* [Assignment]: Every line holding the string "DatabaseError" should be copied from the listing.

* [Available data]:

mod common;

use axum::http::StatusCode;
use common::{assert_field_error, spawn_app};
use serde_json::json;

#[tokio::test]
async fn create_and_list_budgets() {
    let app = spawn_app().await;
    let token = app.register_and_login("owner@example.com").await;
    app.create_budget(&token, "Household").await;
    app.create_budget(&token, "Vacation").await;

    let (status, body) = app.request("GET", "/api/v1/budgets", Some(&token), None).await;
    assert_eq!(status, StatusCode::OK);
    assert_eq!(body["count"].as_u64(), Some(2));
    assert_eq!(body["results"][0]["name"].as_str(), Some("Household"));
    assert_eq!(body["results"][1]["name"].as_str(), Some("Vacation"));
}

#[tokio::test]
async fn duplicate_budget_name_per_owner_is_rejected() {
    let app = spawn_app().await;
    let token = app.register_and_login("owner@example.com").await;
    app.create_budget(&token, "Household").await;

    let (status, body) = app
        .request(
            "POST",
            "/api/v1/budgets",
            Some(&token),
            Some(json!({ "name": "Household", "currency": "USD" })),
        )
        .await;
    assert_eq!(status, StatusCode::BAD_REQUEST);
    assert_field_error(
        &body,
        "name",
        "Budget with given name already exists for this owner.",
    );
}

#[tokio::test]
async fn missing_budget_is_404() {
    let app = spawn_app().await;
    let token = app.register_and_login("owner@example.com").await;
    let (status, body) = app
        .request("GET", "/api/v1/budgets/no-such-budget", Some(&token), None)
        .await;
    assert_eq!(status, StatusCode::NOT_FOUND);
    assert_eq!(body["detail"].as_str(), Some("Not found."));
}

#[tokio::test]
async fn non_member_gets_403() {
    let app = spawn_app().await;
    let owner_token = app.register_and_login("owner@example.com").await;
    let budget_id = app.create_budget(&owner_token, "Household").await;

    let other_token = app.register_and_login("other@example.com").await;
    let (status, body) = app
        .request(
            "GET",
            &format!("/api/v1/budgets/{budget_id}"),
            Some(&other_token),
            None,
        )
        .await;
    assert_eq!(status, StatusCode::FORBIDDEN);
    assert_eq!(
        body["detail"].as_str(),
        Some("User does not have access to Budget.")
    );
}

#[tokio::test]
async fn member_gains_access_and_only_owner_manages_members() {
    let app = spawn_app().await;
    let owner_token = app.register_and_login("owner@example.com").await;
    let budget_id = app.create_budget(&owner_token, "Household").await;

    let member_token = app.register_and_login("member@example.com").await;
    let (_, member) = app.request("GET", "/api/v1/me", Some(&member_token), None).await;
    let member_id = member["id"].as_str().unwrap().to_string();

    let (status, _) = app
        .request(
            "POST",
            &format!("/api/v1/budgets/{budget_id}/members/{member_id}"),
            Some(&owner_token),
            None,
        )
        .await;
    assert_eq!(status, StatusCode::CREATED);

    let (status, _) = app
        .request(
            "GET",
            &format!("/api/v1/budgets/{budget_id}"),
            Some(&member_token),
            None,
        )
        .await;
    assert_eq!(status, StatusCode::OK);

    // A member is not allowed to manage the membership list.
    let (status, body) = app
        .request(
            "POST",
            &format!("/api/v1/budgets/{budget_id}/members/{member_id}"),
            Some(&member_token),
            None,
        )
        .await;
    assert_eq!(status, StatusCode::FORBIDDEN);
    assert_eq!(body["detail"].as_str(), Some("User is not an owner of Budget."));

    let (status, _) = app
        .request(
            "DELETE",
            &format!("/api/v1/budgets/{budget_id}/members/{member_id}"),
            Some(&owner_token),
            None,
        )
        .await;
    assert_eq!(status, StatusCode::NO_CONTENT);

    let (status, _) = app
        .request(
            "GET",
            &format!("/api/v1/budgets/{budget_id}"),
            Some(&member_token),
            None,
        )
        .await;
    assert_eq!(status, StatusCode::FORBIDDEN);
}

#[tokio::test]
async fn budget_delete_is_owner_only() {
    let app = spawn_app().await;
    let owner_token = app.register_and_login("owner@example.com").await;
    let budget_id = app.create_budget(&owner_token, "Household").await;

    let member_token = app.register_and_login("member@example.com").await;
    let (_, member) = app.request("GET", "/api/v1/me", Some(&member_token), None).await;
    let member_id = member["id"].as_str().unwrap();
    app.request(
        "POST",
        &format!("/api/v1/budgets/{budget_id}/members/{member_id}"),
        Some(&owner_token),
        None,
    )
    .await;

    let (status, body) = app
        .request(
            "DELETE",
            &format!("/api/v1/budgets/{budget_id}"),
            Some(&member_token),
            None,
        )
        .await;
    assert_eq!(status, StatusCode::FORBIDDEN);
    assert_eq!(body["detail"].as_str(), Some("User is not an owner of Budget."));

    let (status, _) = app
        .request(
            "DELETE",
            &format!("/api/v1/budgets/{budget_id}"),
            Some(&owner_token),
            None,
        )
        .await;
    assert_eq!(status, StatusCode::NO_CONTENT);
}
--
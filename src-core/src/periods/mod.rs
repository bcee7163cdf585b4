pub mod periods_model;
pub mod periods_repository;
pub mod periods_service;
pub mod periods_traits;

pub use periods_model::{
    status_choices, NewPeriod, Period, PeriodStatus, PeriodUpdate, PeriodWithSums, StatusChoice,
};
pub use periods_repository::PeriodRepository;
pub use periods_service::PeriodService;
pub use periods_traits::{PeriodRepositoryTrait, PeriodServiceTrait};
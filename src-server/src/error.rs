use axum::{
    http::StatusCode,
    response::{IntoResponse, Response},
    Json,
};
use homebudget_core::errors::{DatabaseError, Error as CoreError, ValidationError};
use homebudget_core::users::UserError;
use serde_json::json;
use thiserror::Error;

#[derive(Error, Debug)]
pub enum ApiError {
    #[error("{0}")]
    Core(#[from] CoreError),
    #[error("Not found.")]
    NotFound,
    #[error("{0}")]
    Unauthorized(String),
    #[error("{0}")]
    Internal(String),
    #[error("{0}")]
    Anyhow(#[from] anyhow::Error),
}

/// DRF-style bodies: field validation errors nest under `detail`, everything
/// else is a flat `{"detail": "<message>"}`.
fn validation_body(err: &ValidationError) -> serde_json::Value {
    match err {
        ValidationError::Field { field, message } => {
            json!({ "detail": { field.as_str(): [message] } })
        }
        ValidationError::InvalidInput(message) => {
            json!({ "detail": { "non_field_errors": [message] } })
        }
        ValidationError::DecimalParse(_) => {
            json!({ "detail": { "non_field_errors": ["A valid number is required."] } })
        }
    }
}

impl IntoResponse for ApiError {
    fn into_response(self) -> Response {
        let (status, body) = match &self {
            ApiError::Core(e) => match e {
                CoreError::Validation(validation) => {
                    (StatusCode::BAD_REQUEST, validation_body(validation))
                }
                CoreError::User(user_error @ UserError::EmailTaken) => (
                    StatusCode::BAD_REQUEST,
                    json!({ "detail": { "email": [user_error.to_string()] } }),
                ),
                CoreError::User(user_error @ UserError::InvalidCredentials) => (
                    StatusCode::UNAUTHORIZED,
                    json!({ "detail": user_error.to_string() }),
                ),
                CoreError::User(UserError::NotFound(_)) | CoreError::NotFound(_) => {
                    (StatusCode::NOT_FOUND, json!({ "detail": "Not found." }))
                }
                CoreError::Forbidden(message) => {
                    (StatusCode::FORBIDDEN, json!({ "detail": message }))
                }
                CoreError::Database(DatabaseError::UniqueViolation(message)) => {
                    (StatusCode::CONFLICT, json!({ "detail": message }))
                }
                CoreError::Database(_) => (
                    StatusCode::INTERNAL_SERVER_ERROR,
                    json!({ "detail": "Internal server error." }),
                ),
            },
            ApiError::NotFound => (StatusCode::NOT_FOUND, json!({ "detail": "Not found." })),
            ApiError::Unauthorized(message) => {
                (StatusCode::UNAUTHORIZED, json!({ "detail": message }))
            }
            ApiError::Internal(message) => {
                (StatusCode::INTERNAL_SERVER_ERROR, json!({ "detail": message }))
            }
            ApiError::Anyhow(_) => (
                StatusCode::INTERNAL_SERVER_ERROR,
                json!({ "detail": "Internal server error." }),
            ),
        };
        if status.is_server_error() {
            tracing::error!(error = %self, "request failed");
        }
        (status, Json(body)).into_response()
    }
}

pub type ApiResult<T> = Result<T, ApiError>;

* [Reply to the exercise]:
use homebudget_core::errors::{DatabaseError, Error as CoreError, ValidationError};
                CoreError::Database(DatabaseError::UniqueViolation(message)) => {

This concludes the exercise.